** Records for this exercise follows **

pub mod heuristics;
mod path;
mod position;
mod problem;
pub mod search_engines;
mod successor_generator;
mod trace;
mod verbosity;

pub use heuristics::{Heuristic, HeuristicValue};
pub use path::Path;
pub use position::Position;
pub use problem::{Problem, ProblemError};
pub use successor_generator::StepGenerator;
pub use trace::{FrontierEntry, NullTrace, RecordingTrace, TextTrace, TraceSink, TraceSnapshot};
pub use verbosity::Verbosity;
//! Request correlation
//!
//! A `RequestId` is carried from the caller's request into audit records
//! and error context so the three can be joined later.

use serde::{Deserialize, Serialize};
use uuid::Uuid;

/// Identifier of the request or unit of work that produced a change
#[derive(Debug, Clone, PartialEq, Eq, Hash, Serialize, Deserialize)]
#[serde(transparent)]
pub struct RequestId(String);

impl RequestId {
    /// Generate a fresh, time-ordered id (UUIDv7)
    pub fn new() -> Self {
        Self(Uuid::now_v7().to_string())
    }

    /// Adopt an id issued upstream (e.g. an `X-Request-Id` header value)
    pub fn from_string(s: impl Into<String>) -> Self {
        Self(s.into())
    }

    pub fn as_str(&self) -> &str {
        &self.0
    }
}

impl Default for RequestId {
    fn default() -> Self {
        Self::new()
    }
}

impl std::fmt::Display for RequestId {
    fn fmt(&self, f: &mut std::fmt::Formatter<'_>) -> std::fmt::Result {
        f.write_str(&self.0)
    }
}

#[cfg(test)]
mod tests {
    use super::*;

    #[test]
    fn test_request_ids_are_unique() {
        let a = RequestId::new();
        let b = RequestId::new();
        assert_ne!(a, b);
        assert!(!a.as_str().is_empty());
    }

    #[test]
    fn test_upstream_id_is_kept_verbatim() {
        let id = RequestId::from_string("req-42");
        assert_eq!(id.to_string(), "req-42");
    }

    #[test]
    fn test_serializes_as_plain_string() {
        let id = RequestId::from_string("req-7");
        let json = serde_json::to_string(&id).unwrap();
        assert_eq!(json, "\"req-7\"");
        let back: RequestId = serde_json::from_str(&json).unwrap();
        assert_eq!(back, id);
    }
}
//! R8 CLI
//!
//! Command-line front end for the R8 helpers

use clap::{Parser, Subcommand, ValueEnum};
use r8_core::errors::ExError;
use r8_core::logging_facility::{self, Profile};
use r8_core::R8Config;
use std::path::PathBuf;

mod commands;

#[derive(Debug, Parser)]
#[command(name = "r8")]
#[command(about = "R8 - audit diffs and number humanization", long_about = None)]
struct Cli {
    /// TOML configuration file
    #[arg(long, global = true)]
    config: Option<PathBuf>,

    /// Emit structured logs on stderr
    #[arg(long, global = true, value_enum)]
    log: Option<LogProfile>,

    #[command(subcommand)]
    command: Commands,
}

#[derive(Debug, Clone, Copy, ValueEnum)]
enum LogProfile {
    Dev,
    Prod,
}

impl From<LogProfile> for Profile {
    fn from(profile: LogProfile) -> Self {
        match profile {
            LogProfile::Dev => Profile::Development,
            LogProfile::Prod => Profile::Production,
        }
    }
}

#[derive(Debug, Subcommand)]
enum Commands {
    /// Group phone numbers into consecutive runs
    Phones(commands::phones::PhonesArgs),
    /// Diff two JSON objects field by field
    Diff(commands::diff::DiffArgs),
    /// Build an audit record from two JSON snapshots
    Audit(commands::audit::AuditArgs),
    /// Format a currency amount
    Currency(commands::currency::CurrencyArgs),
    /// Convert Persian and Arabic-Indic digits to ASCII
    Digits(commands::digits::DigitsArgs),
}

fn load_config(path: Option<&PathBuf>) -> Result<R8Config, ExError> {
    match path {
        Some(path) => R8Config::load(path).map_err(ExError::from),
        None => Ok(R8Config::default()),
    }
}

fn main() {
    let cli = Cli::parse();

    if let Some(profile) = cli.log {
        logging_facility::init(profile.into());
    }

    let result = load_config(cli.config.as_ref())
        .map_err(|e| -> Box<dyn std::error::Error> { Box::new(e) })
        .and_then(|config| match cli.command {
            Commands::Phones(args) => commands::phones::execute(args),
            Commands::Diff(args) => commands::diff::execute(args, &config),
            Commands::Audit(args) => commands::audit::execute(args, &config),
            Commands::Currency(args) => commands::currency::execute(args, &config),
            Commands::Digits(args) => commands::digits::execute(args),
        });

    if let Err(e) = result {
        eprintln!("Error: {}", e);
        std::process::exit(1);
    }
}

** End of Records for this exercise **

» **Task statement**
In this exercise, reproduce the material word for word, in full.

» **Answer box**
pub mod heuristics;
mod path;
mod position;
mod problem;
pub mod search_engines;
mod successor_generator;
mod trace;
mod verbosity;

pub use heuristics::{Heuristic, HeuristicValue};
pub use path::Path;
pub use position::Position;
pub use problem::{Problem, ProblemError};
pub use successor_generator::StepGenerator;
pub use trace::{FrontierEntry, NullTrace, RecordingTrace, TextTrace, TraceSink, TraceSnapshot};
pub use verbosity::Verbosity;
//! Request correlation
//!
//! A `RequestId` is carried from the caller's request into audit records
//! and error context so the three can be joined later.

use serde::{Deserialize, Serialize};
use uuid::Uuid;

/// Identifier of the request or unit of work that produced a change
#[derive(Debug, Clone, PartialEq, Eq, Hash, Serialize, Deserialize)]
#[serde(transparent)]
pub struct RequestId(String);

impl RequestId {
    /// Generate a fresh, time-ordered id (UUIDv7)
    pub fn new() -> Self {
        Self(Uuid::now_v7().to_string())
    }

    /// Adopt an id issued upstream (e.g. an `X-Request-Id` header value)
    pub fn from_string(s: impl Into<String>) -> Self {
        Self(s.into())
    }

    pub fn as_str(&self) -> &str {
        &self.0
    }
}

impl Default for RequestId {
    fn default() -> Self {
        Self::new()
    }
}

impl std::fmt::Display for RequestId {
    fn fmt(&self, f: &mut std::fmt::Formatter<'_>) -> std::fmt::Result {
        f.write_str(&self.0)
    }
}

#[cfg(test)]
mod tests {
    use super::*;

    #[test]
    fn test_request_ids_are_unique() {
        let a = RequestId::new();
        let b = RequestId::new();
        assert_ne!(a, b);
        assert!(!a.as_str().is_empty());
    }

    #[test]
    fn test_upstream_id_is_kept_verbatim() {
        let id = RequestId::from_string("req-42");
        assert_eq!(id.to_string(), "req-42");
    }

    #[test]
    fn test_serializes_as_plain_string() {
        let id = RequestId::from_string("req-7");
        let json = serde_json::to_string(&id).unwrap();
        assert_eq!(json, "\"req-7\"");
        let back: RequestId = serde_json::from_str(&json).unwrap();
        assert_eq!(back, id);
    }
}
//! R8 CLI
//!
//! Command-line front end for the R8 helpers

use clap::{Parser, Subcommand, ValueEnum};
use r8_core::errors::ExError;
use r8_core::logging_facility::{self, Profile};
use r8_core::R8Config;
use std::path::PathBuf;

mod commands;

#[derive(Debug, Parser)]
#[command(name = "r8")]
#[command(about = "R8 - audit diffs and number humanization", long_about = None)]
struct Cli {
    /// TOML configuration file
    #[arg(long, global = true)]
    config: Option<PathBuf>,

    /// Emit structured logs on stderr
    #[arg(long, global = true, value_enum)]
    log: Option<LogProfile>,

    #[command(subcommand)]
    command: Commands,
}

#[derive(Debug, Clone, Copy, ValueEnum)]
enum LogProfile {
    Dev,
    Prod,
}

impl From<LogProfile> for Profile {
    fn from(profile: LogProfile) -> Self {
        match profile {
            LogProfile::Dev => Profile::Development,
            LogProfile::Prod => Profile::Production,
        }
    }
}

#[derive(Debug, Subcommand)]
enum Commands {
    /// Group phone numbers into consecutive runs
    Phones(commands::phones::PhonesArgs),
    /// Diff two JSON objects field by field
    Diff(commands::diff::DiffArgs),
    /// Build an audit record from two JSON snapshots
    Audit(commands::audit::AuditArgs),
    /// Format a currency amount
    Currency(commands::currency::CurrencyArgs),
    /// Convert Persian and Arabic-Indic digits to ASCII
    Digits(commands::digits::DigitsArgs),
}

fn load_config(path: Option<&PathBuf>) -> Result<R8Config, ExError> {
    match path {
        Some(path) => R8Config::load(path).map_err(ExError::from),
        None => Ok(R8Config::default()),
    }
}

fn main() {
    let cli = Cli::parse();

    if let Some(profile) = cli.log {
        logging_facility::init(profile.into());
    }

    let result = load_config(cli.config.as_ref())
        .map_err(|e| -> Box<dyn std::error::Error> { Box::new(e) })
        .and_then(|config| match cli.command {
            Commands::Phones(args) => commands::phones::execute(args),
            Commands::Diff(args) => commands::diff::execute(args, &config),
            Commands::Audit(args) => commands::audit::execute(args, &config),
            Commands::Currency(args) => commands::currency::execute(args, &config),
            Commands::Digits(args) => commands::digits::execute(args),
        });

    if let Err(e) = result {
        eprintln!("Error: {}", e);
        std::process::exit(1);
    }
}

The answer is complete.